- _The problem_
What lines in the data below mention the string "height"? Copy them out.

- _The records_
=======
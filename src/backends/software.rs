// Copyright (c) 2025 Steve Wagner (ciroque@live.com)
// SPDX-License-Identifier: MIT

//! A CPU-executed graphics backend.
//!
//! Devices are simulated adapters described by [`SoftwareDeviceConfig`]s,
//! usually from the `software_devices` section of the engine config. Command
//! lists execute on the CPU at submit time; the returned fence signals after
//! the device's configured latency, which makes bounded device waits (and
//! their expiry) observable without real hardware.

use std::collections::BTreeMap;
use std::sync::Arc;
use std::thread;
use std::time::{Duration, Instant};

use serde::Deserialize;
use uuid::Uuid;

use crate::engine::surface::BYTES_PER_PIXEL;
use crate::errors::DeviceError;
use crate::traits::device::{
    CommandList, DeviceCommand, DeviceProperties, DeviceType, DriverInfo, Fence, GraphicsInstance,
    InstanceProvider, LogicalDevice, PhysicalDevice,
};

pub const DEFAULT_DEVICE_NAME: &str = "Software Rasterizer";
pub const DEFAULT_DEVICE_UUID: Uuid = Uuid::from_u128(0x6b69_6c6e_0000_4000_8000_0000_0000_0001);

/// Description of one simulated adapter.
#[derive(Debug, Clone, PartialEq, Deserialize)]
pub struct SoftwareDeviceConfig {
    pub name: String,
    #[serde(default)]
    pub uuid: Option<Uuid>,
    #[serde(default)]
    pub vendor_id: u32,
    #[serde(default)]
    pub device_id: u32,
    #[serde(default)]
    pub device_type: DeviceType,
    #[serde(default)]
    pub driver: Option<DriverInfo>,
    /// Time from submit until the fence signals.
    #[serde(default)]
    pub latency_ms: u64,
}

impl SoftwareDeviceConfig {
    pub fn new(name: impl Into<String>) -> Self {
        Self {
            name: name.into(),
            uuid: None,
            vendor_id: 0,
            device_id: 0,
            device_type: DeviceType::default(),
            driver: None,
            latency_ms: 0,
        }
    }

    pub fn with_uuid(mut self, uuid: Uuid) -> Self {
        self.uuid = Some(uuid);
        self
    }

    pub fn with_device_id(mut self, device_id: u32) -> Self {
        self.device_id = device_id;
        self
    }

    pub fn with_latency(mut self, latency: Duration) -> Self {
        self.latency_ms = latency.as_millis() as u64;
        self
    }

    fn properties(&self) -> DeviceProperties {
        DeviceProperties {
            name: self.name.clone(),
            uuid: self.uuid,
            vendor_id: self.vendor_id,
            device_id: self.device_id,
            device_type: self.device_type,
            driver: self.driver.clone(),
        }
    }
}

/// Hands out instances enumerating a fixed set of simulated devices.
#[derive(Debug, Clone)]
pub struct SoftwareInstanceProvider {
    devices: Vec<SoftwareDeviceConfig>,
}

impl SoftwareInstanceProvider {
    pub fn new(devices: Vec<SoftwareDeviceConfig>) -> Self {
        Self { devices }
    }

    /// Use the configured devices, or the single default device if none are.
    pub fn from_configs(devices: &[SoftwareDeviceConfig]) -> Self {
        if devices.is_empty() {
            Self::default()
        } else {
            Self::new(devices.to_vec())
        }
    }
}

impl Default for SoftwareInstanceProvider {
    fn default() -> Self {
        Self::new(vec![SoftwareDeviceConfig {
            name: DEFAULT_DEVICE_NAME.to_string(),
            uuid: Some(DEFAULT_DEVICE_UUID),
            vendor_id: 0x10005,
            device_id: 0,
            device_type: DeviceType::Cpu,
            driver: Some(DriverInfo {
                name: "kiln-software".to_string(),
                info: env!("CARGO_PKG_VERSION").to_string(),
            }),
            latency_ms: 0,
        }])
    }
}

impl InstanceProvider for SoftwareInstanceProvider {
    fn create_instance(&self) -> Result<Box<dyn GraphicsInstance>, DeviceError> {
        let devices = self
            .devices
            .iter()
            .map(|device| {
                Arc::new(SoftwarePhysicalDevice {
                    properties: device.properties(),
                    latency: Duration::from_millis(device.latency_ms),
                }) as Arc<dyn PhysicalDevice>
            })
            .collect();
        Ok(Box::new(SoftwareInstance { devices }))
    }
}

struct SoftwareInstance {
    devices: Vec<Arc<dyn PhysicalDevice>>,
}

impl GraphicsInstance for SoftwareInstance {
    fn enumerate_devices(&self) -> Result<Vec<Arc<dyn PhysicalDevice>>, DeviceError> {
        Ok(self.devices.clone())
    }
}

#[derive(Debug)]
struct SoftwarePhysicalDevice {
    properties: DeviceProperties,
    latency: Duration,
}

impl PhysicalDevice for SoftwarePhysicalDevice {
    fn properties(&self) -> &DeviceProperties {
        &self.properties
    }

    fn open(&self) -> Result<Box<dyn LogicalDevice>, DeviceError> {
        Ok(Box::new(SoftwareLogicalDevice {
            name: self.properties.name.clone(),
            latency: self.latency,
            target: None,
            next_fence: 0,
            in_flight: BTreeMap::new(),
        }))
    }
}

struct RenderTarget {
    color: Vec<u8>,
    readback: Vec<u8>,
}

struct SoftwareLogicalDevice {
    name: String,
    latency: Duration,
    target: Option<RenderTarget>,
    next_fence: u64,
    /// Fence id to the instant it signals.
    in_flight: BTreeMap<u64, Instant>,
}

/// Convert normalized RGBA to a BGRA pixel.
fn bgra(color: [f32; 4]) -> [u8; 4] {
    let channel = |c: f32| (c.clamp(0.0, 1.0) * 255.0).round() as u8;
    [channel(color[2]), channel(color[1]), channel(color[0]), channel(color[3])]
}

impl SoftwareLogicalDevice {
    fn target_mut(&mut self) -> Result<&mut RenderTarget, DeviceError> {
        let name = &self.name;
        self.target
            .as_mut()
            .ok_or_else(|| DeviceError::NoRenderTarget(name.clone()))
    }

    fn retire_through(&mut self, fence: u64) {
        self.in_flight.retain(|&id, _| id > fence);
    }
}

impl LogicalDevice for SoftwareLogicalDevice {
    fn configure_target(&mut self, width: u32, height: u32) -> Result<(), DeviceError> {
        let len = width as usize * height as usize * BYTES_PER_PIXEL;
        self.target = Some(RenderTarget {
            color: vec![0; len],
            readback: vec![0; len],
        });
        Ok(())
    }

    fn submit(&mut self, commands: &CommandList) -> Result<Fence, DeviceError> {
        let target = self.target_mut()?;
        for command in commands.commands() {
            match command {
                DeviceCommand::ClearColor(color) => {
                    let pixel = bgra(*color);
                    for chunk in target.color.chunks_exact_mut(BYTES_PER_PIXEL) {
                        chunk.copy_from_slice(&pixel);
                    }
                }
                DeviceCommand::CopyToReadback => target.readback.copy_from_slice(&target.color),
            }
        }

        let fence = self.next_fence;
        self.next_fence += 1;
        self.in_flight.insert(fence, Instant::now() + self.latency);
        Ok(Fence(fence))
    }

    fn wait_for_fence(&mut self, fence: Fence, timeout: Duration) -> Result<(), DeviceError> {
        let Some(&signals_at) = self.in_flight.get(&fence.0) else {
            return if fence.0 < self.next_fence {
                Ok(())
            } else {
                Err(DeviceError::UnknownFence(fence.0))
            };
        };

        let remaining = signals_at.saturating_duration_since(Instant::now());
        if remaining > timeout {
            thread::sleep(timeout);
            return Err(DeviceError::Timeout(timeout));
        }
        thread::sleep(remaining);
        self.retire_through(fence.0);
        Ok(())
    }

    fn read_back(&self, output: &mut [u8]) -> Result<(), DeviceError> {
        let target = self
            .target
            .as_ref()
            .ok_or_else(|| DeviceError::NoRenderTarget(self.name.clone()))?;
        if output.len() != target.readback.len() {
            return Err(DeviceError::ReadbackSize {
                expected: target.readback.len(),
                actual: output.len(),
            });
        }
        output.copy_from_slice(&target.readback);
        Ok(())
    }

    fn wait_idle(&mut self) -> Result<(), DeviceError> {
        if let Some(&last) = self.in_flight.values().max() {
            thread::sleep(last.saturating_duration_since(Instant::now()));
        }
        self.in_flight.clear();
        Ok(())
    }
}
=======
- _Final answer_
    fn configure_target(&mut self, width: u32, height: u32) -> Result<(), DeviceError> {
        let len = width as usize * height as usize * BYTES_PER_PIXEL;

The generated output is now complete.